Cette balade nocturne me calma. Entouré des bruits naturels du marais, je puisais du réconfort dans la présence de Melanthea. Arrivé en vue des portes, mes pupilles dilatées et luisantes comme des miroirs, j'avais retrouvé mon âme de flèche. Car je n'étais que cela : une arme façonnée par la main de ma déesse et les feux ardents des prêtresses du Dieu au Faux Visage, au service d'une volonté qui nous dépassait tous.
Je m'introduis dans la ville, invisible, et la parcourus d'un bout à l'autre en évitant les rares badauds nocturnes et la garde dont les torches, dans l'humidité ambiante, crachotaient de faibles flammes. Rien de plus aisé : comme au palais, je repérais ces créatures diurnes depuis le ciel... et même sans cela, mes sens me les donnaient à voir et à entendre bien avant qu'ils ne devinent ma présence. J'aimais ce sentiment de puissance. À la cour, j'étais perdu et même ridicule d'incompétence : ici, je me retrouvais enfin dans mon élément.
Je me séparai de l'esprit de Melanthea dans une venelle à peine plus large que mes épaules. Le vent de la mer avait alors totalement repoussé les nuages ; les murs blanchis à neuf de la demeure d'Euboulos recueillaient la lueur fantomatique du char d'argent de Selênê [1]. Quelques gouttes clapotaient : c'était là le seul bruit.
Je m'engageai dans la rue plus large, ployai les jambes pour prendre mon élan. L'énergie divine se rassembla en moi et soudain : je sautai, d'un bond de chat que j'achevai par un atterrissage parfaitement silencieux au sommet du toit. En équilibre, je constatai que la cour en bas était vide avant de descendre d'un étage, sur l'étroite bande de tuiles qui couvrait la colonnade.
Tout autour : quatre murs percés d'ouvertures noires. On avait laissés ouverts les volets pour qu'entre l'air doux de la nuit. J'avais aperçu, lors de ma visite avec Térês, des têtes de femmes à travers les fenêtres de trois des quatre côtés et je savais que, dans ce genre de maisons, on trouvait à l'étage à la fois le gynécée et la chambre du maître... Euboulos dormait donc dans la pièce qui ouvrait sur le quatrième mur.
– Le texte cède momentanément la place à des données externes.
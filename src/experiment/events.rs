//! Messages sent from a scan task to the controller.
//!
//! The worker never writes controller-owned state. Everything it produces
//! travels as a [`ScanMessage`] over a bounded `tokio::sync::mpsc` channel and
//! is applied by the controller in arrival order.

use serde::Serialize;
use uuid::Uuid;

use crate::hardware::SpectrumFrame;

/// Shutter state during an acquisition.
#[derive(Debug, Clone, Copy, PartialEq, Eq, Serialize)]
#[serde(rename_all = "lowercase")]
pub enum ShutterState {
    /// Actinic pump blocked: ground state
    Closed,
    /// Actinic pump passing: excited state
    Open,
}

impl ShutterState {
    /// Output level commanding this state.
    pub fn is_open(self) -> bool {
        matches!(self, ShutterState::Open)
    }
}

/// Raw result of one acquisition.
#[derive(Debug, Clone, PartialEq, Serialize)]
#[serde(tag = "kind", rename_all = "lowercase")]
pub enum Measurement {
    /// Camera burst
    Spectrum(SpectrumFrame),
    /// Scalar input reading
    Scalar {
        /// Reading
        value: f64,
    },
    /// Scalar reading at one point of a two-axis grid
    Grid {
        /// Setpoint of the first axis
        x: f64,
        /// Setpoint of the second axis
        y: f64,
        /// Reading
        value: f64,
    },
}

impl Measurement {
    /// Whether the value is a placeholder rather than data.
    pub fn is_degraded(&self) -> bool {
        match self {
            Measurement::Spectrum(frame) => frame.degraded,
            Measurement::Scalar { .. } | Measurement::Grid { .. } => false,
        }
    }
}

/// One acquired point.
#[derive(Debug, Clone, PartialEq, Serialize)]
pub struct ScanUpdate {
    /// Set index, from 0
    pub set: usize,
    /// Index into the visiting order; `None` for acquisitions outside the
    /// point loop (ground state, background)
    pub point: Option<usize>,
    /// Stage position of the acquisition
    pub position: f64,
    /// Shutter state during the acquisition
    pub shutter: ShutterState,
    /// Acquired data
    pub measurement: Measurement,
    /// Progress bar value after this update, if it advances the bar
    pub progress: Option<f64>,
}

/// How a scan ended.
#[derive(Debug, Clone, PartialEq, Serialize)]
#[serde(tag = "outcome", content = "reason", rename_all = "lowercase")]
pub enum ScanOutcome {
    /// Every set ran to completion
    Completed,
    /// Stopped through the cancel token
    Cancelled,
    /// Aborted by an error or panic; cleanup still ran
    Failed(String),
}

/// Averaged auxiliary signal recorded alongside the main scan.
#[derive(Debug, Clone, PartialEq, Serialize)]
pub struct ReferenceTrace {
    /// Positions in visiting order
    pub positions: Vec<f64>,
    /// Mean reading per position over completed sets
    pub values: Vec<f64>,
}

impl ReferenceTrace {
    /// `(position, value)` rows sorted by position.
    pub fn sorted_rows(&self) -> Vec<(f64, f64)> {
        let mut rows: Vec<_> = self
            .positions
            .iter()
            .copied()
            .zip(self.values.iter().copied())
            .collect();
        rows.sort_by(|a, b| a.0.total_cmp(&b.0));
        rows
    }
}

/// Final message of every scan task.
#[derive(Debug, Clone, PartialEq, Serialize)]
pub struct ScanSummary {
    /// Run identifier
    pub run_id: Uuid,
    /// Termination path
    pub outcome: ScanOutcome,
    /// Number of sets that ran to completion
    pub completed_sets: usize,
    /// Reference signal, when one was recorded
    pub reference: Option<ReferenceTrace>,
}

/// Event emitted by a scan task.
#[derive(Debug, Clone, PartialEq, Serialize)]
#[serde(tag = "event", rename_all = "lowercase")]
pub enum ScanEvent {
    /// The task entered its protocol
    Started {
        /// Run identifier
        run_id: Uuid,
    },
    /// One acquisition
    Update(ScanUpdate),
    /// Free-text status line
    Status {
        /// Message
        text: String,
    },
    /// The task is about to exit; exactly one per run
    Finished(ScanSummary),
}

/// A [`ScanEvent`] addressed to the experiment that produced it.
#[derive(Debug, Clone, PartialEq)]
pub struct ScanMessage {
    /// Registry label of the experiment
    pub experiment: String,
    /// Payload
    pub event: ScanEvent,
}

#[cfg(test)]
mod tests {
    use super::*;

    #[test]
    fn test_reference_rows_sorted_by_position() {
        let trace = ReferenceTrace {
            positions: vec![300.0, -100.0, 50.0],
            values: vec![3.0, 1.0, 2.0],
        };
        assert_eq!(
            trace.sorted_rows(),
            vec![(-100.0, 1.0), (50.0, 2.0), (300.0, 3.0)]
        );
    }

    #[test]
    fn test_degraded_measurement() {
        let placeholder = Measurement::Spectrum(SpectrumFrame::placeholder(4));
        assert!(placeholder.is_degraded());
        assert!(!Measurement::Scalar { value: 0.0 }.is_degraded());
    }

    #[test]
    fn test_event_serializes_with_tag() {
        let event = ScanEvent::Status {
            text: "position 150fs, set 1/3".into(),
        };
        let json = serde_json::to_value(&event).unwrap();
        assert_eq!(json["event"], "status");
        assert_eq!(json["text"], "position 150fs, set 1/3");
    }
}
Je me dirigeai par là. Un grattement et un début de couinement interrogatif attirèrent mon attention sur la cour.
Le chien.
J'attendis, tout en sachant que je ne craignais rien ; et comme prévu lors de mon passage, le pacte scellé entre nous me désigna comme un ami.
L'animal disparut sans un bruit après m'avoir reconnu.
La fenêtre. J'y entrai les épaules en biais ; elles frôlaient le cadre de bois. Je posai le pied avec une infinie douceur sur le plancher. Là, il restait une inconnue : grinçait, grinçait pas ? Tout entier dans la chambre, j'avançai lentement vers le coin opposé. Euboulos ronflait. Je ne sentais que son odeur, celle de quelques plantes en pot et de l'huile avec laquelle il se coiffait. Pas de femme, donc, et pas de serviteur.
Le lit.
La poitrine nue se soulevait au rythme de sa respiration. Un drap s'entortillait autour de ses hanches grasses, de ses cuisses, de ses mollets, ne laissant dépasser que les pieds. Ma proie dormait bouche ouverte. Je ramassai un coussin tombé sur le plancher. Il me parut suffisamment épais ; je le posai sur les lèvres molles.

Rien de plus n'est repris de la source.